How to choose a therapist (when you’re already overwhelmed)
You finally decide to take the big step and start seeing a counsellor or therapist. Then begins the search. From a bunch of profiles that all sound pretty much the same, you need to choose who you will take a chance on meeting. By our nature, we like to present the best parts of ourselves to the world. So when you choose a therapist, you’re essentially picking someone to sit with you in the parts of your life that are messy and unresolved.
A helpful place to begin is with yourself. What’s really important to you? Are you looking for someone who has experience and qualifications with your particular issue, or is lower cost or location more important? Perhaps you want a certain gender, or age bracket, or someone who practices in a way that is LGBTQI+ affirming.

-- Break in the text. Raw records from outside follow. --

//! Pool manager that can retire faulted connections
//!
//! `r2d2_sqlite` never reports a connection as broken, so a connection that
//! hit an IO or locking fault would go straight back into the pool. Marking
//! it here makes r2d2 close it on return and open a replacement.

use std::ops::{Deref, DerefMut};

use r2d2::ManageConnection;
use r2d2_sqlite::SqliteConnectionManager;
use rusqlite::Connection;

/// `SQLite` connection plus a flag that retires it on return to the pool
#[derive(Debug)]
pub struct ManagedConnection {
    conn: Connection,
    broken: bool,
}

impl ManagedConnection {
    /// Close this connection instead of returning it to the pool
    pub const fn mark_broken(&mut self) {
        self.broken = true;
    }
}

impl Deref for ManagedConnection {
    type Target = Connection;

    fn deref(&self) -> &Connection {
        &self.conn
    }
}

impl DerefMut for ManagedConnection {
    fn deref_mut(&mut self) -> &mut Connection {
        &mut self.conn
    }
}

/// Connection manager wrapping [`SqliteConnectionManager`]
pub struct RelayConnectionManager {
    inner: SqliteConnectionManager,
}

impl RelayConnectionManager {
    #[must_use]
    pub const fn new(inner: SqliteConnectionManager) -> Self {
        Self { inner }
    }
}

impl ManageConnection for RelayConnectionManager {
    type Connection = ManagedConnection;
    type Error = rusqlite::Error;

    fn connect(&self) -> Result<ManagedConnection, rusqlite::Error> {
        self.inner.connect().map(|conn| ManagedConnection {
            conn,
            broken: false,
        })
    }

    fn is_valid(&self, conn: &mut ManagedConnection) -> Result<(), rusqlite::Error> {
        self.inner.is_valid(&mut conn.conn)
    }

    fn has_broken(&self, conn: &mut ManagedConnection) -> bool {
        conn.broken
    }
}
//! Context assembly for a single completion request

use super::MemoryCompactor;
use super::extract::estimate_tokens;
use crate::db::Turn;

/// Prefix of the synthetic system turn carrying long-term memory
pub const MEMORY_TURN_PREFIX: &str = "Context about user: ";

/// Early conversations always get memory up to this many user turns
const EARLY_TURNS: usize = 3;

/// Memory is also included on every turn that is a multiple of this
const PERIODIC_EVERY: usize = 5;

/// Extra raw turns sent when no memory turn is present
const NO_MEMORY_BONUS: usize = 2;

/// Messages ready for a completion request
#[derive(Debug, Clone)]
pub struct BuiltContext {
    /// System turn, optional memory turn, raw window, then the new message
    pub messages: Vec<Turn>,
    /// Whether a memory turn was included
    pub used_memory: bool,
    /// Approximate token count
    pub estimated_tokens: usize,
}

impl MemoryCompactor {
    /// Whether the summary should ride along with this message
    ///
    /// `user_turns` counts the new message.
    #[must_use]
    pub fn should_include_memory(&self, summary: &str, message: &str, user_turns: usize) -> bool {
        if summary.trim().is_empty() {
            return false;
        }
        self.needs_memory(message) || user_turns <= EARLY_TURNS || user_turns % PERIODIC_EVERY == 0
    }

    /// Build the message list for a reply to `new_message`
    ///
    /// The history is read, never modified. Exceeding the token ceiling
    /// only logs.
    #[must_use]
    pub fn build_context(
        &self,
        history: &[Turn],
        summary: &str,
        new_message: &str,
    ) -> BuiltContext {
        let system = history
            .first()
            .filter(|t| t.is_system())
            .cloned()
            .unwrap_or_else(|| Turn::system(self.config.system_prompt.clone()));

        let mut messages = vec![system];

        let user_turns = history.iter().filter(|t| t.is_user()).count() + 1;
        let mut used_memory = false;
        if self.should_include_memory(summary, new_message, user_turns) {
            let extract =
                self.extract_relevant_memory(summary, new_message, self.config.memory_token_budget);
            if !extract.is_empty() {
                messages.push(Turn::system(format!("{MEMORY_TURN_PREFIX}{extract}")));
                used_memory = true;
            }
        }

        let window = if used_memory {
            self.config.short_term_window
        } else {
            self.config.short_term_window + NO_MEMORY_BONUS
        };

        let recent: Vec<&Turn> = history.iter().filter(|t| !t.is_system()).collect();
        let start = recent.len().saturating_sub(window);
        messages.extend(recent[start..].iter().map(|t| (*t).clone()));
        messages.push(Turn::user(new_message));

        let estimated_tokens = messages.iter().map(|t| estimate_tokens(&t.content)).sum();
        if estimated_tokens > self.config.max_context_tokens {
            tracing::warn!(
                estimated_tokens,
                ceiling = self.config.max_context_tokens,
                "context exceeds token ceiling"
            );
        }

        tracing::debug!(
            messages = messages.len(),
            used_memory,
            estimated_tokens,
            "built context"
        );

        BuiltContext {
            messages,
            used_memory,
            estimated_tokens,
        }
    }
}

#[cfg(test)]
mod tests {
    use std::sync::Arc;

    use super::*;
    use crate::db::TurnRole;
    use crate::memory::MemoryConfig;
    use crate::memory::test_support::StubCompletion;

    fn compactor() -> MemoryCompactor {
        MemoryCompactor::new(
            MemoryConfig::default(),
            Arc::new(StubCompletion::replying("unused")),
        )
    }

    /// System turn followed by `pairs` user/assistant exchanges
    fn history(pairs: usize) -> Vec<Turn> {
        let mut h = vec![Turn::system("sys")];
        for i in 0..pairs {
            h.push(Turn::user(format!("question {i}")));
            h.push(Turn::assistant(format!("answer {i}")));
        }
        h
    }

    #[test]
    fn first_message_without_summary_has_no_memory() {
        let built = compactor().build_context(&[], "", "hello");

        assert!(!built.used_memory);
        assert_eq!(built.messages.len(), 2);
        assert_eq!(built.messages[0].role, TurnRole::System);
        assert_eq!(built.messages[0].content, crate::memory::DEFAULT_SYSTEM_PROMPT);
        assert_eq!(built.messages[1], Turn::user("hello"));
    }

    #[test]
    fn existing_system_turn_is_reused() {
        let built = compactor().build_context(&history(1), "", "next");
        assert_eq!(built.messages[0].content, "sys");
    }

    #[test]
    fn trigger_keyword_adds_memory_and_shrinks_window() {
        let built = compactor().build_context(
            &history(5),
            "prefers concise answers",
            "remember what I told you?",
        );

        assert!(built.used_memory);
        assert_eq!(built.messages[1].role, TurnRole::System);
        assert_eq!(
            built.messages[1].content,
            "Context about user: prefers concise answers"
        );
        // system + memory + 4 raw + new message
        assert_eq!(built.messages.len(), 7);
        assert_eq!(built.messages[2].content, "question 3");
    }

    #[test]
    fn without_memory_window_is_wider() {
        // 7th user turn: not early, not periodic, no keyword
        let built = compactor().build_context(&history(6), "likes tea", "what's new");

        assert!(!built.used_memory);
        // system + 6 raw + new message
        assert_eq!(built.messages.len(), 8);
        assert_eq!(built.messages[1].content, "question 3");
    }

    #[test]
    fn early_turns_include_memory() {
        let built = compactor().build_context(&history(2), "likes tea", "hi again");
        assert!(built.used_memory);
    }

    #[test]
    fn periodic_turns_include_memory() {
        // 4 prior user turns + new message = 5th
        let built = compactor().build_context(&history(4), "likes tea", "hi");
        assert!(built.used_memory);

        let built = compactor().build_context(&history(5), "likes tea", "hi");
        assert!(!built.used_memory);
    }

    #[test]
    fn empty_summary_never_adds_memory() {
        let built = compactor().build_context(&history(4), "", "remember me?");
        assert!(!built.used_memory);
        assert!(
            built
                .messages
                .iter()
                .all(|t| !t.content.starts_with(MEMORY_TURN_PREFIX))
        );
    }

    #[test]
    fn history_is_not_modified() {
        let h = history(3);
        let before = h.clone();
        let _ = compactor().build_context(&h, "s", "remember");
        assert_eq!(h, before);
    }

    #[test]
    fn oversized_context_is_still_returned() {
        let c = MemoryCompactor::new(
            MemoryConfig {
                max_context_tokens: 1,
                ..MemoryConfig::default()
            },
            Arc::new(StubCompletion::replying("unused")),
        );
        let built = c.build_context(&history(3), "", &"long ".repeat(100));

        assert!(built.estimated_tokens > 1);
        assert_eq!(built.messages.len(), 8);
    }
}
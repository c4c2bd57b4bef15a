//! Conversation memory: bounded context assembly and history compaction
//!
//! Combines:
//! - Recent raw turns (short-term memory)
//! - The rolling summary (long-term memory), included when the message
//!   asks for it or on a periodic schedule
//! - Compaction that folds aged turns into the summary

mod builder;
mod compaction;
mod extract;

use std::sync::Arc;

pub use builder::BuiltContext;
pub use compaction::{COMPACTION_PROMPT, Compaction};
pub use extract::{condense, estimate_tokens, truncate_to_budget};

use crate::llm::CompletionClient;

/// Default system prompt for the relay persona
pub const DEFAULT_SYSTEM_PROMPT: &str = "You are a helpful assistant responding in a GroupMe chat.";

/// Keywords that pull the summary into context by default
pub const DEFAULT_MEMORY_KEYWORDS: &[&str] = &[
    "remember",
    "recall",
    "earlier",
    "last time",
    "you said",
    "i told you",
    "my name",
    "about me",
    "prefer",
];

/// Configuration for context building and compaction
#[derive(Debug, Clone)]
pub struct MemoryConfig {
    /// Leading system turn inserted when a conversation has none
    pub system_prompt: String,
    /// Compact once history grows past this many turns
    pub max_history: usize,
    /// Raw turns sent alongside a memory turn; one more pair without it
    pub short_term_window: usize,
    /// Lowercase substrings that mark a message as needing long-term memory
    pub memory_keywords: Vec<String>,
    /// Token budget for the memory extract
    pub memory_token_budget: usize,
    /// Context size that triggers a warning (never enforced)
    pub max_context_tokens: usize,
    /// Most recent non-system turns fed to the summarizer
    pub summary_source_turns: usize,
}

impl Default for MemoryConfig {
    fn default() -> Self {
        Self {
            system_prompt: DEFAULT_SYSTEM_PROMPT.to_string(),
            max_history: 20,
            short_term_window: 4,
            memory_keywords: DEFAULT_MEMORY_KEYWORDS
                .iter()
                .map(ToString::to_string)
                .collect(),
            memory_token_budget: 200,
            max_context_tokens: 3000,
            summary_source_turns: 10,
        }
    }
}

/// Builds bounded context and compacts history into the summary
pub struct MemoryCompactor {
    config: MemoryConfig,
    completion: Arc<dyn CompletionClient>,
}

impl MemoryCompactor {
    /// Create a new compactor
    #[must_use]
    pub fn new(config: MemoryConfig, completion: Arc<dyn CompletionClient>) -> Self {
        let memory_keywords = config
            .memory_keywords
            .iter()
            .map(|k| k.trim().to_lowercase())
            .filter(|k| !k.is_empty())
            .collect();

        Self {
            config: MemoryConfig {
                memory_keywords,
                ..config
            },
            completion,
        }
    }

    /// Active configuration
    #[must_use]
    pub const fn config(&self) -> &MemoryConfig {
        &self.config
    }

    /// Whether the message mentions a memory trigger keyword
    #[must_use]
    pub fn needs_memory(&self, message: &str) -> bool {
        let lower = message.to_lowercase();
        self.config
            .memory_keywords
            .iter()
            .any(|k| lower.contains(k.as_str()))
    }

    /// Check if compaction is needed based on history length
    #[must_use]
    pub const fn needs_compaction(&self, history_len: usize) -> bool {
        history_len > self.config.max_history
    }
}


#[cfg(test)]
mod tests {
    use super::test_support::StubCompletion;
    use super::*;

    fn compactor() -> MemoryCompactor {
        MemoryCompactor::new(
            MemoryConfig::default(),
            Arc::new(StubCompletion::replying("ok")),
        )
    }

    #[test]
    fn keyword_match_is_case_insensitive() {
        let c = compactor();
        assert!(c.needs_memory("Do you REMEMBER my dog?"));
        assert!(c.needs_memory("what did You Said before"));
        assert!(!c.needs_memory("what's the weather"));
    }

    #[test]
    fn configured_keywords_are_normalized() {
        let c = MemoryCompactor::new(
            MemoryConfig {
                memory_keywords: vec!["  Birthday ".to_string(), String::new()],
                ..MemoryConfig::default()
            },
            Arc::new(StubCompletion::replying("ok")),
        );
        assert!(c.needs_memory("when is my birthday?"));
        assert!(!c.needs_memory("remember this"));
    }

    #[test]
    fn compaction_threshold_is_exclusive() {
        let c = compactor();
        assert!(!c.needs_compaction(20));
        assert!(c.needs_compaction(21));
    }
}
//! Message deduplication cache

use std::collections::HashSet;
use std::sync::Mutex;

/// Default number of ids remembered before the cache is cleared
pub const DEFAULT_CAPACITY: usize = 1000;

/// Bounded set of message ids already handed to the pipeline
///
/// Shared by the push and poll paths. When the set reaches capacity it is
/// cleared wholesale; an id evicted that way can be processed again, which
/// the checkpoint makes unlikely for the poll path.
#[derive(Debug)]
pub struct DedupCache {
    seen: Mutex<HashSet<String>>,
    capacity: usize,
}

impl Default for DedupCache {
    fn default() -> Self {
        Self::new(DEFAULT_CAPACITY)
    }
}

impl DedupCache {
    /// Create a cache holding at most `capacity` ids
    #[must_use]
    pub fn new(capacity: usize) -> Self {
        Self {
            seen: Mutex::new(HashSet::new()),
            capacity: capacity.max(1),
        }
    }

    /// Record `id`, returning `true` on first sight
    ///
    /// The check and the insert happen under one lock, so of two
    /// concurrent callers with the same id exactly one gets `true`.
    pub fn insert(&self, id: &str) -> bool {
        let mut seen = self
            .seen
            .lock()
            .unwrap_or_else(std::sync::PoisonError::into_inner);

        if seen.contains(id) {
            return false;
        }

        if seen.len() >= self.capacity {
            tracing::debug!(capacity = self.capacity, "dedup cache full, clearing");
            seen.clear();
        }

        seen.insert(id.to_string());
        true
    }

    /// Whether `id` is currently remembered
    #[must_use]
    pub fn contains(&self, id: &str) -> bool {
        self.seen
            .lock()
            .unwrap_or_else(std::sync::PoisonError::into_inner)
            .contains(id)
    }

    /// Number of remembered ids
    #[must_use]
    pub fn len(&self) -> usize {
        self.seen
            .lock()
            .unwrap_or_else(std::sync::PoisonError::into_inner)
            .len()
    }

    /// Whether the cache is empty
    #[must_use]
    pub fn is_empty(&self) -> bool {
        self.len() == 0
    }
}
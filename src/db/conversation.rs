//! Conversation repository: per-user turns and rolling summary

use chrono::Utc;
use rusqlite::OptionalExtension;
use serde::{Deserialize, Serialize};

use super::DbPool;
use super::retry::{self, RetryPolicy};
use crate::Result;

/// Role of a conversation turn
#[derive(Debug, Clone, Copy, PartialEq, Eq, Serialize, Deserialize)]
#[serde(rename_all = "lowercase")]
pub enum TurnRole {
    System,
    User,
    Assistant,
}

impl TurnRole {
    /// Wire name used by chat-completion APIs
    #[must_use]
    pub const fn as_str(self) -> &'static str {
        match self {
            Self::System => "system",
            Self::User => "user",
            Self::Assistant => "assistant",
        }
    }
}

impl std::fmt::Display for TurnRole {
    fn fmt(&self, f: &mut std::fmt::Formatter<'_>) -> std::fmt::Result {
        f.write_str(self.as_str())
    }
}

/// One role-tagged utterance
#[derive(Debug, Clone, PartialEq, Eq, Serialize, Deserialize)]
pub struct Turn {
    pub role: TurnRole,
    pub content: String,
}

impl Turn {
    #[must_use]
    pub fn system(content: impl Into<String>) -> Self {
        Self {
            role: TurnRole::System,
            content: content.into(),
        }
    }

    #[must_use]
    pub fn user(content: impl Into<String>) -> Self {
        Self {
            role: TurnRole::User,
            content: content.into(),
        }
    }

    #[must_use]
    pub fn assistant(content: impl Into<String>) -> Self {
        Self {
            role: TurnRole::Assistant,
            content: content.into(),
        }
    }

    #[must_use]
    pub fn is_system(&self) -> bool {
        self.role == TurnRole::System
    }

    #[must_use]
    pub fn is_user(&self) -> bool {
        self.role == TurnRole::User
    }
}

/// Stored memory for one user
///
/// An empty record means "no state yet". It is also what a failed read
/// degrades to, so callers cannot tell the two apart.
#[derive(Debug, Clone, Default, PartialEq, Eq)]
pub struct ConversationRecord {
    /// Chronological turns, at most one leading system turn
    pub history: Vec<Turn>,
    /// Accumulated compaction summaries, separated by blank lines
    pub summary: String,
}

impl ConversationRecord {
    /// Number of user turns in the history
    #[must_use]
    pub fn user_turns(&self) -> usize {
        self.history.iter().filter(|t| t.is_user()).count()
    }

    /// Insert `prompt` as the leading system turn unless one is already there
    pub fn ensure_system_turn(&mut self, prompt: &str) {
        if !self.history.first().is_some_and(Turn::is_system) {
            self.history.insert(0, Turn::system(prompt));
        }
    }
}

/// Conversation repository
#[derive(Clone)]
pub struct ConversationRepo {
    pool: DbPool,
    policy: RetryPolicy,
}

impl ConversationRepo {
    /// Create a new conversation repository with the default retry policy
    #[must_use]
    pub fn new(pool: DbPool) -> Self {
        Self::with_policy(pool, RetryPolicy::default())
    }

    /// Create a repository with an explicit retry policy
    #[must_use]
    pub const fn with_policy(pool: DbPool, policy: RetryPolicy) -> Self {
        Self { pool, policy }
    }

    /// Load a user's record, or an empty one if absent or unreadable
    pub async fn load(&self, user_id: &str) -> ConversationRecord {
        retry::retry_or(
            &self.pool,
            &self.policy,
            "load_conversation",
            ConversationRecord::default(),
            |tx| {
                let row: Option<(String, String)> = tx
                    .query_row(
                        "SELECT history, summary FROM conversations WHERE user_id = ?1",
                        [user_id],
                        |row| Ok((row.get(0)?, row.get(1)?)),
                    )
                    .optional()?;

                let Some((history, summary)) = row else {
                    return Ok(ConversationRecord::default());
                };

                Ok(ConversationRecord {
                    history: serde_json::from_str(&history)?,
                    summary,
                })
            },
        )
        .await
    }

    /// Persist a user's record, creating it on first write
    ///
    /// Failures are logged and swallowed so message processing carries on.
    pub async fn save(&self, user_id: &str, record: &ConversationRecord) {
        let result = self.try_save(user_id, record).await;
        if let Err(e) = result {
            tracing::error!(user_id, error = %e, "failed to save conversation");
        }
    }

    /// Persist a user's record, surfacing the final error
    ///
    /// # Errors
    ///
    /// Returns error if the write fails after retries
    pub async fn try_save(&self, user_id: &str, record: &ConversationRecord) -> Result<()> {
        let history = serde_json::to_string(&record.history)?;

        retry::retry(&self.pool, &self.policy, "save_conversation", |tx| {
            let now = Utc::now().to_rfc3339();
            tx.execute(
                r"INSERT INTO conversations (user_id, history, summary, created_at, updated_at)
                  VALUES (?1, ?2, ?3, ?4, ?4)
                  ON CONFLICT(user_id) DO UPDATE SET
                    history = excluded.history,
                    summary = excluded.summary,
                    updated_at = excluded.updated_at",
                rusqlite::params![user_id, history, record.summary, now],
            )?;
            Ok(())
        })
        .await
    }
}
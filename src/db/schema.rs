//! Database schema and migrations

use rusqlite::Connection;

use crate::Result;

/// Current schema version
pub const SCHEMA_VERSION: i32 = 2;

/// Initialize the database schema
///
/// # Errors
///
/// Returns error if migration fails
pub fn init(conn: &Connection) -> Result<()> {
    let version: i32 = conn
        .query_row("PRAGMA user_version", [], |row| row.get(0))
        .unwrap_or(0);

    if version < 1 {
        migrate_v1(conn)?;
    }
    if version < 2 {
        migrate_v2(conn)?;
    }

    Ok(())
}

fn migrate_v1(conn: &Connection) -> Result<()> {
    conn.execute_batch(
        r"
        -- Per-user conversation memory: raw turns plus the rolling summary
        CREATE TABLE IF NOT EXISTS conversations (
            user_id TEXT PRIMARY KEY,
            history TEXT NOT NULL DEFAULT '[]',
            summary TEXT NOT NULL DEFAULT '',
            created_at TEXT NOT NULL DEFAULT (datetime('now')),
            updated_at TEXT NOT NULL DEFAULT (datetime('now'))
        );

        PRAGMA user_version = 1;
        ",
    )?;

    tracing::info!("migrated to schema v1");
    Ok(())
}

fn migrate_v2(conn: &Connection) -> Result<()> {
    conn.execute_batch(
        r"
        -- Last processed platform message per group, for poll resumption
        CREATE TABLE IF NOT EXISTS group_checkpoints (
            group_id TEXT PRIMARY KEY,
            last_message_id TEXT,
            updated_at TEXT NOT NULL DEFAULT (datetime('now'))
        );

        PRAGMA user_version = 2;
        ",
    )?;

    tracing::info!("migrated to schema v2");
    Ok(())
}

Do you want someone practical and structured, or more reflective and exploratory? Are you looking for short-term support around a specific issue, or something deeper and longer term? Even noticing whether you want someone warm and gently guiding versus someone more direct can shape your decision more than you might expect.
There are a few practical checks that matter too. Is the person qualified? Are they registered with a professional body such as Psychotherapy and Counselling Federation of Australia (PACFA)? This doesn’t guarantee a perfect experience, but it does offer some reassurance around training, ethics, and accountability.
And then there’s the part that doesn’t fit neatly into a checklist. Because ultimately, the relationship is the process. You can read all the profiles in the world, but at some point it comes down to sitting (or zooming) across from someone and noticing what happens in your body. Do you feel a little more at ease, even if you’re nervous? Do you feel met, rather than managed? Is there a sense that you don’t have to perform or explain yourself perfectly?
Irvin Yalom wrote about this beautifully—the idea that it’s not just the method, but the encounter itself that heals. The small, human moments of being seen and understood. Countless research has shown this to be true. It is the therapist and the relationship, much more than the modality, the qualifications, or the intervention that determine the outcomes of therapy. So yes, do your research. Check the credentials. Think about what you need. When you’ve chosen somebody and reached out to book that first appointment, I suggest you see the first meeting as an opportunity to check: How do I feel in this person’s presence?
That answer is often the one that matters most.